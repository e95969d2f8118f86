//! Pipeline stage commands: schema, extract, load, transform and run.

use chrono::Utc;
use console::style;

use super::helpers;
use crate::config::Settings;
use crate::models::{ExtractTable, RunId};
use crate::pipeline::extract::{split_ids, BatchRequest, TableRequest};
use crate::pipeline::schema::TableStatus;
use crate::pipeline::{BatchExtract, BatchLoad, SchemaReport};

/// Extraction flags shared by both extraction modes.
#[derive(Debug, Default)]
pub struct ExtractArgs {
    pub query: Option<String>,
    pub max_results: Option<usize>,
    pub region_code: Option<String>,
    pub order: Option<String>,
    pub video_ids: Option<String>,
    pub channel_id: Option<String>,
    pub run_id: Option<String>,
    pub date: Option<String>,
}

fn print_schema(report: &SchemaReport) {
    println!(
        "{} Raw dataset {} ready on {}",
        style("✓").green(),
        report.dataset,
        report.engine
    );
    for status in &report.tables {
        match status {
            TableStatus::Ready { table, row_count } => {
                println!("  {} {:<20} {} rows", style("✓").green(), table, row_count)
            }
            TableStatus::Failed { table, error } => {
                println!("  {} {:<20} {}", style("✗").red(), table, error)
            }
        }
    }
}

fn print_extract(extract: &BatchExtract) {
    println!(
        "{} Staged '{}' as {}",
        style("✓").green(),
        extract.query,
        extract.uri
    );
    for (key, count) in &extract.counts {
        println!("  {:<20} {}", key, count);
    }
    println!("  Run id: {}", extract.run_id);
}

fn print_load(load: &BatchLoad) {
    println!(
        "{} Loaded {} into {}",
        style("✓").green(),
        load.source_path,
        load.dataset
    );
    for table in &load.tables {
        println!("  {:<20} {} rows", table.table, table.rows);
    }
}

pub async fn cmd_schema(settings: &Settings, drop_existing: bool) -> anyhow::Result<()> {
    let pipeline = helpers::pipeline(settings)?;
    if drop_existing {
        println!("{} Dropping and recreating raw tables", style("!").yellow());
    }
    let report = pipeline.raw_schema(drop_existing).await?;
    print_schema(&report);

    if report.tables.iter().any(|t| !t.is_ready()) {
        anyhow::bail!("some raw tables could not be created");
    }
    Ok(())
}

pub async fn cmd_extract(settings: &Settings, args: ExtractArgs) -> anyhow::Result<()> {
    let pipeline = helpers::pipeline(settings)?;

    let mut request = BatchRequest::from_settings(&settings.youtube);
    if let Some(query) = args.query {
        request.query = query;
    }
    if let Some(max_results) = args.max_results {
        request.max_results = max_results;
    }
    if let Some(region) = args.region_code {
        request.region_code = region;
    }
    if let Some(order) = args.order {
        request.order = order;
    }
    let run_id = RunId::parse_or_generate(args.run_id.as_deref())?;
    let date = helpers::parse_date(args.date.as_deref())?.unwrap_or_else(|| Utc::now().date_naive());

    println!(
        "{} Extracting '{}' (up to {} videos)",
        style("→").cyan(),
        request.query,
        request.max_results
    );
    let extract = pipeline.raw_extract(request, run_id, date).await?;
    print_extract(&extract);
    println!(
        "  Next: ytpipe load --run-id {} --blob {}",
        extract.run_id, extract.blob_name
    );
    Ok(())
}

pub async fn cmd_extract_table(settings: &Settings, table: &str, args: ExtractArgs) -> anyhow::Result<()> {
    let pipeline = helpers::pipeline(settings)?;

    let table = ExtractTable::parse(&table.to_ascii_lowercase())?;
    let mut request = TableRequest::new(table, &settings.youtube);
    request.query = args.query;
    request.video_ids = args.video_ids.as_deref().map(split_ids).unwrap_or_default();
    request.channel_ids = args.channel_id.as_deref().map(split_ids).unwrap_or_default();
    if let Some(region) = args.region_code {
        request.region_code = region;
    }
    if let Some(max_results) = args.max_results {
        request.max_results = max_results;
    }
    if let Some(order) = args.order {
        request.order = order;
    }
    let run_id = RunId::parse_or_generate(args.run_id.as_deref())?;

    println!("{} Extracting table {}", style("→").cyan(), table.as_str());
    let extract = pipeline.yt_extract(request, run_id).await?;
    println!(
        "{} {} rows staged as {}",
        style("✓").green(),
        extract.count,
        extract.gcs_uri
    );
    println!(
        "  Next: ytpipe load --run-id {} --table {}",
        extract.run_id, extract.table
    );
    Ok(())
}

pub async fn cmd_load(settings: &Settings, run_id: &str, blob: &str) -> anyhow::Result<()> {
    let pipeline = helpers::pipeline(settings)?;
    let run_id = RunId::parse(run_id)?;

    println!("{} Loading {}", style("→").cyan(), blob);
    let load = pipeline.raw_parse(blob, run_id, None).await?;
    print_load(&load);
    Ok(())
}

pub async fn cmd_ingest(settings: &Settings, run_id: &str, table: &str) -> anyhow::Result<()> {
    let pipeline = helpers::pipeline(settings)?;
    let table = ExtractTable::parse(&table.to_ascii_lowercase())?;
    let run_id = RunId::parse(run_id)?;

    let ingest = pipeline.yt_ingest(table, run_id).await?;
    println!(
        "{} Inserted {} rows from {} into {} ({} rows total)",
        style("✓").green(),
        ingest.inserted,
        ingest.gcs_src,
        ingest.table_fqdn,
        ingest.total_rows_in_table
    );
    Ok(())
}

pub async fn cmd_transform(settings: &Settings, date: Option<&str>) -> anyhow::Result<()> {
    let pipeline = helpers::pipeline(settings)?;
    let date = helpers::parse_date(date)?;

    let outcome = pipeline.raw_transform(date).await?;
    println!(
        "{} Transformations for {} completed",
        style("✓").green(),
        outcome.date
    );
    for result in &outcome.results {
        println!("  {}", result);
    }
    Ok(())
}

pub async fn cmd_run(
    settings: &Settings,
    query: Option<String>,
    max_results: Option<usize>,
    run_id: Option<&str>,
) -> anyhow::Result<()> {
    let pipeline = helpers::pipeline(settings)?;

    let mut request = BatchRequest::from_settings(&settings.youtube);
    if let Some(query) = query {
        request.query = query;
    }
    if let Some(max_results) = max_results {
        request.max_results = max_results;
    }
    let run_id = RunId::parse_or_generate(run_id)?;

    println!(
        "{} Running pipeline for '{}' (run {})",
        style("→").cyan(),
        request.query,
        run_id
    );
    let summary = pipeline.run(request, run_id).await?;
    print_schema(&summary.schema);
    print_extract(&summary.extract);
    print_load(&summary.load);
    println!(
        "{} {} transformations for {}",
        style("✓").green(),
        summary.transform.results.len(),
        summary.transform.date
    );
    Ok(())
}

★ ★ ★ ★ ★ ★ ★

[What the exercise asks]: Look above for the line with "for (key, count)" and the line with "pub async fn cmd_extract(settings: &Settings, args: ExtractArgs)". Write out those two lines and all the lines between them, exactly, and no others.

[Response to this exercise]:
    for (key, count) in &extract.counts {
        println!("  {:<20} {}", key, count);
    }
    println!("  Run id: {}", extract.run_id);
}

fn print_load(load: &BatchLoad) {
    println!(
        "{} Loaded {} into {}",
        style("✓").green(),
        load.source_path,
        load.dataset
    );
    for table in &load.tables {
        println!("  {:<20} {} rows", table.table, table.rows);
    }
}

pub async fn cmd_schema(settings: &Settings, drop_existing: bool) -> anyhow::Result<()> {
    let pipeline = helpers::pipeline(settings)?;
    if drop_existing {
        println!("{} Dropping and recreating raw tables", style("!").yellow());
    }
    let report = pipeline.raw_schema(drop_existing).await?;
    print_schema(&report);

    if report.tables.iter().any(|t| !t.is_ready()) {
        anyhow::bail!("some raw tables could not be created");
    }
    Ok(())
}

pub async fn cmd_extract(settings: &Settings, args: ExtractArgs) -> anyhow::Result<()> {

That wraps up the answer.